Instructions to follow:
Each line of the listing that contains "attributes" should be found and copied.

Data for review:

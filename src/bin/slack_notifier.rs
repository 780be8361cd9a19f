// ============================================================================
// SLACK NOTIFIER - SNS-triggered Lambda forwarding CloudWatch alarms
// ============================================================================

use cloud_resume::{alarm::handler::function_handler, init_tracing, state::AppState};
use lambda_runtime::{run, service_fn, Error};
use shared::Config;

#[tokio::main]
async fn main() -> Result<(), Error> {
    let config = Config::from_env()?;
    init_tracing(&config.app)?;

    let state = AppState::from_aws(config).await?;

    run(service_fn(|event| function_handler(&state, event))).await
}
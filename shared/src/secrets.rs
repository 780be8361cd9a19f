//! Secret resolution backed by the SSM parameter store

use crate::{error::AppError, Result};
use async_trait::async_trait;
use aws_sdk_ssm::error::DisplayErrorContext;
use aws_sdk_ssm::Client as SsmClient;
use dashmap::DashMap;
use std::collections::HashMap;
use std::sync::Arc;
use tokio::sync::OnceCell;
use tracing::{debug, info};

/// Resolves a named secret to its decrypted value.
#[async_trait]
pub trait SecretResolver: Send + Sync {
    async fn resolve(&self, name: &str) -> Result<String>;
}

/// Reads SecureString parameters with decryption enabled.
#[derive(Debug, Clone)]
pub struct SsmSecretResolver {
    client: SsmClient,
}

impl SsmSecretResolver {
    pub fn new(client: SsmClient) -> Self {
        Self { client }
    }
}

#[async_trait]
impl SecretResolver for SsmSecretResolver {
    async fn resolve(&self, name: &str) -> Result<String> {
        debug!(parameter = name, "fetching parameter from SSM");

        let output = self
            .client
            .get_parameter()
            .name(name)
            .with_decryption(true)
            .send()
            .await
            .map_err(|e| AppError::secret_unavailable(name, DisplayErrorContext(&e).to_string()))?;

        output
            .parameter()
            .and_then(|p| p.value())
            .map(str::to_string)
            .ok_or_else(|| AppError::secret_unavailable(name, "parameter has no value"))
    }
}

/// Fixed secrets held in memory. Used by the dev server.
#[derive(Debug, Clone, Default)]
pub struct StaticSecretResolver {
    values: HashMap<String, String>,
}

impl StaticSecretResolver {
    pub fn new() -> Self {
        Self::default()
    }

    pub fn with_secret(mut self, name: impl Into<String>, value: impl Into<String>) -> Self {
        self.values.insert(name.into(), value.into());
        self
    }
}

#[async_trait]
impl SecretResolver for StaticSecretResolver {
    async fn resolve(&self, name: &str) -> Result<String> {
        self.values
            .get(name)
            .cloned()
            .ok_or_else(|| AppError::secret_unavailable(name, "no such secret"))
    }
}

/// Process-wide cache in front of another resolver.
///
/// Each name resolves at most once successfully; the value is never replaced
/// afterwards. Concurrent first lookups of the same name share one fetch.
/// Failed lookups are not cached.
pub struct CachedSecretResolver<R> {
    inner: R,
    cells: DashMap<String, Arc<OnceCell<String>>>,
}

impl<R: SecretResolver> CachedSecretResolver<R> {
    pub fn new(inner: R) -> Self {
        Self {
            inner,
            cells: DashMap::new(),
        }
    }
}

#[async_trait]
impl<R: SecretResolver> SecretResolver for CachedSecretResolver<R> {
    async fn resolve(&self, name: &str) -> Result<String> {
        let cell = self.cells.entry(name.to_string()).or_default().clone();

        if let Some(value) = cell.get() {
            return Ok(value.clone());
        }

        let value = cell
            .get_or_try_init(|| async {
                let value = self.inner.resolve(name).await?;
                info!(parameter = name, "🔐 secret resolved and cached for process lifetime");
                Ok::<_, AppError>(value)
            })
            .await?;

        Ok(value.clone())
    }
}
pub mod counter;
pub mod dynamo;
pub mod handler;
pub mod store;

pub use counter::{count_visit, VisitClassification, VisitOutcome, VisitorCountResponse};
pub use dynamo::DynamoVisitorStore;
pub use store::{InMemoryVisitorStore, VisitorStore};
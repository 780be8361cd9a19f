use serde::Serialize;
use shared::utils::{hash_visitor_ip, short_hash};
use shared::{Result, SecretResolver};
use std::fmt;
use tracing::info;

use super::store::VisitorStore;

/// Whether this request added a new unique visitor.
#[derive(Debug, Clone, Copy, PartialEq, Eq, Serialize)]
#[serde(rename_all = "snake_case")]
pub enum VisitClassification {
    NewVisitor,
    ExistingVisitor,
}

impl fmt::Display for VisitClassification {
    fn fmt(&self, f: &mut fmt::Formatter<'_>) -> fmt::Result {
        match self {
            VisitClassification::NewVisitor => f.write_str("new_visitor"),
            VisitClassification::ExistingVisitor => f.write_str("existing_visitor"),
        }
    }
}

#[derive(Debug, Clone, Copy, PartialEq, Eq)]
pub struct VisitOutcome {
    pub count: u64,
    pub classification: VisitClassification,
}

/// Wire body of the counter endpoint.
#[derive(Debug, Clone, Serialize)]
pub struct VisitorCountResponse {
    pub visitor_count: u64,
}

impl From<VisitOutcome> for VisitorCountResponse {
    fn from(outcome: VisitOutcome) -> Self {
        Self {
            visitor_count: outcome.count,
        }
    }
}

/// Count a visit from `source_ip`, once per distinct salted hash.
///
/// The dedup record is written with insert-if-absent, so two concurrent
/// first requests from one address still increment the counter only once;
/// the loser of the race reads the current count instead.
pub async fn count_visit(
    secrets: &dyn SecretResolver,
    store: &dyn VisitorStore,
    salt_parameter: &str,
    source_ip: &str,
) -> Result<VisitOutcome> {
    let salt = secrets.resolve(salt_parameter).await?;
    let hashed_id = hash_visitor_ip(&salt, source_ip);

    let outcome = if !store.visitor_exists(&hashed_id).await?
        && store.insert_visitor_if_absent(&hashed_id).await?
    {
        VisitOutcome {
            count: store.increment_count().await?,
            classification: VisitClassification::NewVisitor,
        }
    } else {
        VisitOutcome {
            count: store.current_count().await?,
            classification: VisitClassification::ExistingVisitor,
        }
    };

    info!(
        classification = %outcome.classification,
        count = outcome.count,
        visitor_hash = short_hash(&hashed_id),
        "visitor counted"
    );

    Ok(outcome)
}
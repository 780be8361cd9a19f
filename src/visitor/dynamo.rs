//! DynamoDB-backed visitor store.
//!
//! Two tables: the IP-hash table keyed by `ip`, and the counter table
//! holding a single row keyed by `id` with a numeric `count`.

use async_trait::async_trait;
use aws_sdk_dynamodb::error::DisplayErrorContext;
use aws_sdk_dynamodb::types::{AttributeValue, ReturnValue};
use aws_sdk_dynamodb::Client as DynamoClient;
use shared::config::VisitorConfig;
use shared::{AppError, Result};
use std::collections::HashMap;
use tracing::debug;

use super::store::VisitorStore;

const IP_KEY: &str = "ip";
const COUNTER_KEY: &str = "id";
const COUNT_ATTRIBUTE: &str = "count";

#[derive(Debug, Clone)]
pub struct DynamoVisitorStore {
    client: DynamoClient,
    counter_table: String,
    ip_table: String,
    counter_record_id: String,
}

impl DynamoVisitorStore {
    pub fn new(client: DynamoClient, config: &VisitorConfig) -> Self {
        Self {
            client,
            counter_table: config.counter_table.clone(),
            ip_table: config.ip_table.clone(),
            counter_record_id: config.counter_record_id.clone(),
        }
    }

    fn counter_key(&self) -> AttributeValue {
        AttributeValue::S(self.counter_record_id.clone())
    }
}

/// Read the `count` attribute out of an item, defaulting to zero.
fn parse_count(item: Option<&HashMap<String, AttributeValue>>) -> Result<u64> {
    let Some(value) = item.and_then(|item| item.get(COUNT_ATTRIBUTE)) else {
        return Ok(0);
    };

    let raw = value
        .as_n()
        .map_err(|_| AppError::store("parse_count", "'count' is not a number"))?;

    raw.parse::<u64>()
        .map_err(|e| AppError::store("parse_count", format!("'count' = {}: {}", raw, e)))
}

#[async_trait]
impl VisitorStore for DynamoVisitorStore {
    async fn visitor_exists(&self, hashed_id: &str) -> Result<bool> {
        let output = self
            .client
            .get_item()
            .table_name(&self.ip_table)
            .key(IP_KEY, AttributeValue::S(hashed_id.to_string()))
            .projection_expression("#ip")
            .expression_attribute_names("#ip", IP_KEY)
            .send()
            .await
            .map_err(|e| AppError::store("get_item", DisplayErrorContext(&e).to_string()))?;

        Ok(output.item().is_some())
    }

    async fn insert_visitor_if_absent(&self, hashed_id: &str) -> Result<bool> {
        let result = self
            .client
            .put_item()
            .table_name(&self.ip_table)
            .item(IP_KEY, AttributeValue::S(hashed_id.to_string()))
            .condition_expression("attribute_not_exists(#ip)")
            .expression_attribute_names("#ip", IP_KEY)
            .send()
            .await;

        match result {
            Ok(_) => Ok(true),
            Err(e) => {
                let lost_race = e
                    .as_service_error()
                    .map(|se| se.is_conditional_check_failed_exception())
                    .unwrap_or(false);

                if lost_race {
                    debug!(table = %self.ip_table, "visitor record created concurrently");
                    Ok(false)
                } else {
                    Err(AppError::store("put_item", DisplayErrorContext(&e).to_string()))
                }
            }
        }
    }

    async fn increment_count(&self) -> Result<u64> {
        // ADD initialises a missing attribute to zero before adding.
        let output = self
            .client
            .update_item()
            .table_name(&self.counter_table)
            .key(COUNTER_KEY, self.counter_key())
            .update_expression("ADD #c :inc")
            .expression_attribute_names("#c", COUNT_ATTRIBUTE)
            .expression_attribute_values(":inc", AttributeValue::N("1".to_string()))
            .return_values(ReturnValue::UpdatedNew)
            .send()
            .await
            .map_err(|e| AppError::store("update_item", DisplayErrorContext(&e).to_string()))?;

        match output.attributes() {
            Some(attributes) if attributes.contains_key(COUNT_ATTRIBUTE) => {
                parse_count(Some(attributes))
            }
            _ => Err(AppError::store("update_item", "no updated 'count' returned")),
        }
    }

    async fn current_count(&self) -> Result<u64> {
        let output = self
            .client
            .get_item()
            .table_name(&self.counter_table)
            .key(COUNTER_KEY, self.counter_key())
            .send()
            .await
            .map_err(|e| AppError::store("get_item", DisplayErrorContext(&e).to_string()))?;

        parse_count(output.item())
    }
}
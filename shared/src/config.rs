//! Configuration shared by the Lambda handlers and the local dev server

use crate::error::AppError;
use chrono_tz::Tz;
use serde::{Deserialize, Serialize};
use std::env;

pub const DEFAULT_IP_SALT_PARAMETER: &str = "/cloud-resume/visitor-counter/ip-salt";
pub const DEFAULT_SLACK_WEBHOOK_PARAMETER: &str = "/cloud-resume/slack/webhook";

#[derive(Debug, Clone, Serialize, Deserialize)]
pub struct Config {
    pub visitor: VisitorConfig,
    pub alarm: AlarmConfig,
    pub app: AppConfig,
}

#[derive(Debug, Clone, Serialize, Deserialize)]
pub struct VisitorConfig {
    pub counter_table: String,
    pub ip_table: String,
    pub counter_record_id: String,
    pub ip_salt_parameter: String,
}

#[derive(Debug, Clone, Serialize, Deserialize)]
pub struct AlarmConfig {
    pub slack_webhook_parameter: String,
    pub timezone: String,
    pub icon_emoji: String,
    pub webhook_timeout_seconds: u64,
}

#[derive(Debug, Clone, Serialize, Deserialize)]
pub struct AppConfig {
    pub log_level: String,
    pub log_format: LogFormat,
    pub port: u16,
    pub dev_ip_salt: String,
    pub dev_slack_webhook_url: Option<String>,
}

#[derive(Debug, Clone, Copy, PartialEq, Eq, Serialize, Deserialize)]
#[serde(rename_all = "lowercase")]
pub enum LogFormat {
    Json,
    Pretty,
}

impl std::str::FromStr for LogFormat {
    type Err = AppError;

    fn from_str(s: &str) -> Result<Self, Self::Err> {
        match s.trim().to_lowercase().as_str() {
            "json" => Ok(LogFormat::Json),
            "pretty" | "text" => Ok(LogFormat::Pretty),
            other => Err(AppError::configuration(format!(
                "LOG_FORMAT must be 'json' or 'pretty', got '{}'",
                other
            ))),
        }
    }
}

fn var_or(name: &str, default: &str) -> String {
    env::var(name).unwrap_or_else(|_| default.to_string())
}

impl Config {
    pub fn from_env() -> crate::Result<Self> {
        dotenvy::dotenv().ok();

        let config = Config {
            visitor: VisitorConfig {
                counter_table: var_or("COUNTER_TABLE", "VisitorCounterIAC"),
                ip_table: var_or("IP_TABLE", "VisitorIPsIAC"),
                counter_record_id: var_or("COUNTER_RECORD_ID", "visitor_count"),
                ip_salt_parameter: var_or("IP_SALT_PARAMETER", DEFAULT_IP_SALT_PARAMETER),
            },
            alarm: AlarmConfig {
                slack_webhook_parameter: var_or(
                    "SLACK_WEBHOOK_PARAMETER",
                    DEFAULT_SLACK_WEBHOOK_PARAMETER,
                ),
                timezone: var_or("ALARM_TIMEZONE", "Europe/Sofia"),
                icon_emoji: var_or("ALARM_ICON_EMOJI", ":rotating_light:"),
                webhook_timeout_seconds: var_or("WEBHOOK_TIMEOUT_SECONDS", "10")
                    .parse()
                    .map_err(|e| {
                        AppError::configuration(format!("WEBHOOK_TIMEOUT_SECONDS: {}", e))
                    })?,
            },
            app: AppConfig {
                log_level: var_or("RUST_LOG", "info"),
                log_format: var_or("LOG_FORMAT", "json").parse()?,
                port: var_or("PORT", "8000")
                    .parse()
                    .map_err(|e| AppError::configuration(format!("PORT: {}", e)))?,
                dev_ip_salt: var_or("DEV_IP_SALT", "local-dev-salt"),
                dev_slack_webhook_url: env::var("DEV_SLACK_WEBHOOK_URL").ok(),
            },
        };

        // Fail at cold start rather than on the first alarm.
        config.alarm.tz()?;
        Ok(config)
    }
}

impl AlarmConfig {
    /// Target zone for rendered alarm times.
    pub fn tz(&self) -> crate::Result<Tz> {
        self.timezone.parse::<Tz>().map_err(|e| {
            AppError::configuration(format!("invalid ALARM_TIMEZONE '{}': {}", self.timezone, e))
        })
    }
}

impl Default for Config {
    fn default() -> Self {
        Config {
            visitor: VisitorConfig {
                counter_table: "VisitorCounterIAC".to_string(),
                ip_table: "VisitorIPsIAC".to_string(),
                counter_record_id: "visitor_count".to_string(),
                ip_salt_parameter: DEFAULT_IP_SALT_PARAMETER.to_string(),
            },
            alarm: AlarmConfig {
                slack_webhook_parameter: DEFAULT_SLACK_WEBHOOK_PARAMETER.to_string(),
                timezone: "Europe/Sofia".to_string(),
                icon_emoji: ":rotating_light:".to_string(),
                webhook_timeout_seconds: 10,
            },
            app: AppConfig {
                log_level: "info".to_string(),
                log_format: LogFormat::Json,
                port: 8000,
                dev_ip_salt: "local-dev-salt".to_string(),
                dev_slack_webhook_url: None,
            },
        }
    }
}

Answer to the exercise:
        match output.attributes() {
            Some(attributes) if attributes.contains_key(COUNT_ATTRIBUTE) => {
                parse_count(Some(attributes))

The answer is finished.